受賞作『月山』は文藝春秋の文春文庫『月山・鳥海山』(著・森敦、610円)に収められている。出羽の霊山・月山のふもとの雪深い山村の人々の営みを描いた味わい深い作品である。

若者の過激な生態を大胆に

『蛇にピアス』

芥川賞の最年少記録は19歳。第130回(2003年下半期)の早大生、綿矢りさ。この時、同時受賞した金原ひとみも20歳だった。ともにこれまでの記録を塗り替え、若い女性だったこともあり、テレビや雑誌で取り上げられ社会現象になった。綿矢の作品『蹴りたい背中』が思春期の女子高校生の内面を描いた青春小説だったのに対し、金原の『蛇にピアス』(集英社文庫、400円)はピアスや刺青を題材に若者の過激な生態を大胆な筆致で捉えた作品だったことから、強烈な反響を呼んだ。

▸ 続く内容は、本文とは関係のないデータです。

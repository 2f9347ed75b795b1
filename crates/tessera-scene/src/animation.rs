//! Frame animations attached to entities.
//!
//! An [`AnimationSet`] holds one or more numbered sequences and plays one of
//! them at a time. Sequences are shared through `Arc` because many entities
//! placed from the same tile play identical frames.

use std::collections::HashMap;
use std::sync::Arc;
use std::time::Duration;

use serde::{Deserialize, Serialize};
use tessera_ecs::prelude::*;
use tessera_tmx::model::Document;
use tessera_tmx::TmxError;

use crate::SceneError;

// ---------------------------------------------------------------------------
// Animation data
// ---------------------------------------------------------------------------

/// One frame: which tile to show and for how long.
#[derive(Debug, Clone, Copy, PartialEq, Eq, Serialize, Deserialize)]
pub struct AnimationFrame {
    /// Global tile id to draw.
    pub gid: u32,
    /// Zero means the frame is shown indefinitely.
    pub duration_ms: u32,
}

/// An ordered, looping list of frames.
#[derive(Debug, Clone, PartialEq, Eq, Serialize, Deserialize)]
pub struct Animation {
    pub frames: Vec<AnimationFrame>,
}

impl Animation {
    /// A single frame that never advances.
    pub fn still(gid: u32) -> Self {
        Self {
            frames: vec![AnimationFrame { gid, duration_ms: 0 }],
        }
    }

    pub fn total_duration(&self) -> Duration {
        Duration::from_millis(self.frames.iter().map(|f| f.duration_ms as u64).sum())
    }
}

/// Builds the animation for a placed tile.
pub trait AnimationFactory {
    fn create(&self, gid: u32) -> Result<Animation, SceneError>;
}

/// Reads animations straight from a document's tile records.
///
/// Tiles with animation frames play them (frame ids are converted from
/// tileset-local to global); every other tile becomes a still frame.
#[derive(Debug, Clone, Copy)]
pub struct TileAnimationFactory<'a> {
    document: &'a Document,
}

impl<'a> TileAnimationFactory<'a> {
    pub fn new(document: &'a Document) -> Self {
        Self { document }
    }
}

impl AnimationFactory for TileAnimationFactory<'_> {
    fn create(&self, gid: u32) -> Result<Animation, SceneError> {
        let (tileset, tile) = self.document.tile(gid)?;
        let frames = match tile {
            Some(tile) if !tile.animation.is_empty() => &tile.animation,
            _ => return Ok(Animation::still(gid)),
        };
        let frames = frames
            .iter()
            .map(|f| -> Result<AnimationFrame, SceneError> {
                let gid = tileset.gid(f.tile_id).ok_or_else(|| TmxError::TileOutOfRange {
                    tileset: tileset.name.clone(),
                    tile_id: f.tile_id,
                    tile_count: tileset.tile_count,
                })?;
                Ok(AnimationFrame {
                    gid,
                    duration_ms: f.duration,
                })
            })
            .collect::<Result<Vec<_>, _>>()?;
        Ok(Animation { frames })
    }
}

// ---------------------------------------------------------------------------
// AnimationSet
// ---------------------------------------------------------------------------

/// The sequences available to one entity and its playback position.
#[derive(Debug, Clone)]
pub struct AnimationSet {
    sequences: HashMap<u32, Arc<Animation>>,
    current: u32,
    frame: usize,
    elapsed: Duration,
}

impl AnimationSet {
    pub fn current_sequence(&self) -> u32 {
        self.current
    }

    pub fn current_frame(&self) -> Option<AnimationFrame> {
        self.sequences
            .get(&self.current)
            .and_then(|a| a.frames.get(self.frame))
            .copied()
    }

    pub fn sequences(&self) -> &HashMap<u32, Arc<Animation>> {
        &self.sequences
    }

    fn advance(&mut self, dt: Duration) {
        let Some(animation) = self.sequences.get(&self.current) else {
            return;
        };
        if animation.frames.is_empty() {
            return;
        }
        self.elapsed += dt;
        // Whole cycles land back on the same frame; skip them when every
        // frame advances.
        if animation.frames.iter().all(|f| f.duration_ms > 0) {
            let cycle = animation.total_duration().as_nanos();
            let within = self.elapsed.as_nanos() % cycle;
            self.elapsed = Duration::from_nanos(within as u64);
        }
        loop {
            let duration = Duration::from_millis(animation.frames[self.frame].duration_ms as u64);
            if duration.is_zero() || self.elapsed < duration {
                break;
            }
            self.elapsed -= duration;
            self.frame = (self.frame + 1) % animation.frames.len();
        }
    }
}

// ---------------------------------------------------------------------------
// AnimationStore
// ---------------------------------------------------------------------------

/// Per-entity animation playback.
#[derive(Debug, Default)]
pub struct AnimationStore {
    store: ComponentStore<AnimationSet>,
}

impl AnimationStore {
    pub fn new() -> Self {
        Self::default()
    }

    pub fn with_capacity(capacity: usize) -> Self {
        Self {
            store: ComponentStore::with_capacity(capacity),
        }
    }

    /// Replace the entity's sequences and start playing `start` from its
    /// first frame.
    pub fn set_animations(
        &mut self,
        entity: EntityId,
        sequences: HashMap<u32, Arc<Animation>>,
        start: u32,
    ) -> Result<(), SceneError> {
        if !sequences.contains_key(&start) {
            return Err(SceneError::UnknownSequence {
                entity,
                sequence: start,
            });
        }
        self.store.set(
            entity,
            AnimationSet {
                sequences,
                current: start,
                frame: 0,
                elapsed: Duration::ZERO,
            },
        );
        Ok(())
    }

    /// Switch to another sequence, restarting it. Playing the current
    /// sequence again is a no-op.
    pub fn play(&mut self, entity: EntityId, sequence: u32) -> Result<(), SceneError> {
        let set = self.store.get_mut(entity)?;
        if !set.sequences.contains_key(&sequence) {
            return Err(SceneError::UnknownSequence { entity, sequence });
        }
        if set.current != sequence {
            set.current = sequence;
            set.frame = 0;
            set.elapsed = Duration::ZERO;
        }
        Ok(())
    }

    pub fn get(&self, entity: EntityId) -> Result<&AnimationSet, EcsError> {
        self.store.get(entity)
    }

    pub fn current_frame(&self, entity: EntityId) -> Result<Option<AnimationFrame>, EcsError> {
        self.store.get(entity).map(AnimationSet::current_frame)
    }

    /// Step every animation forward by `dt`, looping at the end.
    pub fn advance(&mut self, dt: Duration) {
        for (_, set) in self.store.iter_mut() {
            set.advance(dt);
        }
    }

    pub fn iter(&self) -> impl Iterator<Item = (EntityId, &AnimationSet)> {
        self.store.iter()
    }
}

impl ComponentStorage for AnimationStore {
    fn destroy_instance(&mut self, entity: EntityId) {
        self.store.destroy_instance(entity);
    }

    fn contains(&self, entity: EntityId) -> bool {
        self.store.contains(entity)
    }

    fn len(&self) -> usize {
        self.store.len()
    }
}

#[cfg(test)]
mod tests {
    use super::*;

    fn walk() -> Arc<Animation> {
        Arc::new(Animation {
            frames: vec![
                AnimationFrame { gid: 10, duration_ms: 100 },
                AnimationFrame { gid: 11, duration_ms: 50 },
            ],
        })
    }

    fn single(id: u32, animation: Arc<Animation>) -> HashMap<u32, Arc<Animation>> {
        HashMap::from([(id, animation)])
    }

    #[test]
    fn starts_at_first_frame() {
        let mut store = AnimationStore::new();
        let e = EntityId::new(0, 0);
        store.set_animations(e, single(0, walk()), 0).unwrap();
        assert_eq!(store.current_frame(e).unwrap().unwrap().gid, 10);
    }

    #[test]
    fn advance_steps_and_loops() {
        let mut store = AnimationStore::new();
        let e = EntityId::new(0, 0);
        store.set_animations(e, single(0, walk()), 0).unwrap();

        store.advance(Duration::from_millis(99));
        assert_eq!(store.current_frame(e).unwrap().unwrap().gid, 10);
        store.advance(Duration::from_millis(1));
        assert_eq!(store.current_frame(e).unwrap().unwrap().gid, 11);
        // 50ms finishes frame 11, 100ms more finishes frame 10 again.
        store.advance(Duration::from_millis(150));
        assert_eq!(store.current_frame(e).unwrap().unwrap().gid, 11);
    }

    #[test]
    fn still_frames_never_advance() {
        let mut store = AnimationStore::new();
        let e = EntityId::new(0, 0);
        store
            .set_animations(e, single(0, Arc::new(Animation::still(7))), 0)
            .unwrap();
        store.advance(Duration::from_secs(60));
        assert_eq!(
            store.current_frame(e).unwrap(),
            Some(AnimationFrame { gid: 7, duration_ms: 0 })
        );
    }

    #[test]
    fn unknown_start_sequence_is_rejected() {
        let mut store = AnimationStore::new();
        let e = EntityId::new(0, 0);
        let err = store.set_animations(e, single(0, walk()), 3).unwrap_err();
        assert!(matches!(err, SceneError::UnknownSequence { sequence: 3, .. }));
        assert!(store.get(e).is_err());
    }

    #[test]
    fn play_switches_and_restarts() {
        let mut store = AnimationStore::new();
        let e = EntityId::new(0, 0);
        let mut sequences = single(0, walk());
        sequences.insert(1, Arc::new(Animation::still(42)));
        store.set_animations(e, sequences, 0).unwrap();

        store.advance(Duration::from_millis(120));
        store.play(e, 1).unwrap();
        assert_eq!(store.current_frame(e).unwrap().unwrap().gid, 42);
        assert_eq!(store.get(e).unwrap().current_sequence(), 1);
        assert!(store.play(e, 9).is_err());
    }

    #[test]
    fn long_step_matches_short_steps() {
        let mut store = AnimationStore::new();
        let (a, b) = (EntityId::new(0, 0), EntityId::new(1, 0));
        store.set_animations(a, single(0, walk()), 0).unwrap();
        store.set_animations(b, single(0, walk()), 0).unwrap();

        // 10^6 full cycles of 150ms plus 120ms.
        store.advance(Duration::from_millis(150_000_000 + 120));
        assert_eq!(store.current_frame(a).unwrap().unwrap().gid, 11);

        let mut stepped = AnimationStore::new();
        stepped.set_animations(b, single(0, walk()), 0).unwrap();
        stepped.advance(Duration::from_millis(120));
        assert_eq!(
            store.current_frame(b).unwrap(),
            stepped.current_frame(b).unwrap()
        );
        // 20ms into frame 11 either way: 29ms more stays, 30ms more wraps.
        store.advance(Duration::from_millis(29));
        assert_eq!(store.current_frame(a).unwrap().unwrap().gid, 11);
        store.advance(Duration::from_millis(1));
        assert_eq!(store.current_frame(a).unwrap().unwrap().gid, 10);
    }

    #[test]
    fn factory_maps_frames_to_global_ids() {
        let doc = frames_document();
        let factory = TileAnimationFactory::new(&doc);
        let animation = factory.create(11).unwrap();
        let gids: Vec<u32> = animation.frames.iter().map(|f| f.gid).collect();
        assert_eq!(gids, [11, 12]);
        assert_eq!(factory.create(12).unwrap(), Animation::still(12));
        assert!(factory.create(99).is_err());
    }

    #[test]
    fn factory_rejects_frame_outside_tileset() {
        let mut doc = frames_document();
        doc.tilesets[0].tiles[0].animation[1].tile_id = u32::MAX;
        let err = TileAnimationFactory::new(&doc).create(11).unwrap_err();
        assert!(matches!(
            err,
            SceneError::Tmx(TmxError::TileOutOfRange { tile_id: u32::MAX, .. })
        ));
    }

    /// Tileset at firstgid 10 with four tiles; tile 1 animates 1 -> 2.
    fn frames_document() -> Document {
        let tree = serde_json::json!({
            "orientation": "orthogonal", "renderorder": "right-down",
            "width": 1, "height": 1, "tilewidth": 16, "tileheight": 16,
            "tilesets": [{
                "name": "fx", "firstgid": 10, "tilewidth": 16, "tileheight": 16,
                "image": "fx.png", "imagewidth": 64, "imageheight": 16, "tilecount": 4,
                "tiles": [{ "id": 1, "animation": [
                    { "tileid": 1, "duration": 80 },
                    { "tileid": 2, "duration": 80 }
                ]}]
            }],
            "layers": []
        });
        Document::from_value(&tree, tessera_tmx::meta::Meta::new("./", "fx.json")).unwrap()
    }

    #[test]
    fn total_duration_sums_frames() {
        assert_eq!(walk().total_duration(), Duration::from_millis(150));
        assert_eq!(Animation::still(1).total_duration(), Duration::ZERO);
    }
}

社会に衝撃を与えたといえば第34回(1955年下半期)の石原慎太郎の『太陽の季節』だが、選考委員だった石原は『蛇にピアス』について「浅薄な表現衝動としか感じられない」などと評しながら、記者会見では2作いずれかを選ぶなら『蛇にピアス』と述べていた。

父の死に取り組む作者の分身

『水死』

ノーベル賞作家の大江健三郎が第39回芥川賞(1958年)を受賞したのは東大在学中の23歳の時だった。受賞作『飼育』は終戦末期に山村に墜落した飛行機に乗っていた黒人と少年との交流を描いた作品だが、その前に発表した『死者の奢り』も候補作にあげられており、作家としての才能は受賞前から高く評価されていた。ちなみに第38回の受賞は開高健の『裸の王様』。

講談社からの『水死』(著・大江健三郎、文庫・880円)は、『飼育』から半世紀を経た2009年に2年ぶりに発表された長編小説で、このほど文庫化された。終戦の夏に川で水死した父のことを小説に書こうとする作者の分身である老作家の物語だ。現代に生きる作家として様々な問題作を投げかけてきた著者が、この作品によって問いかけたものは――。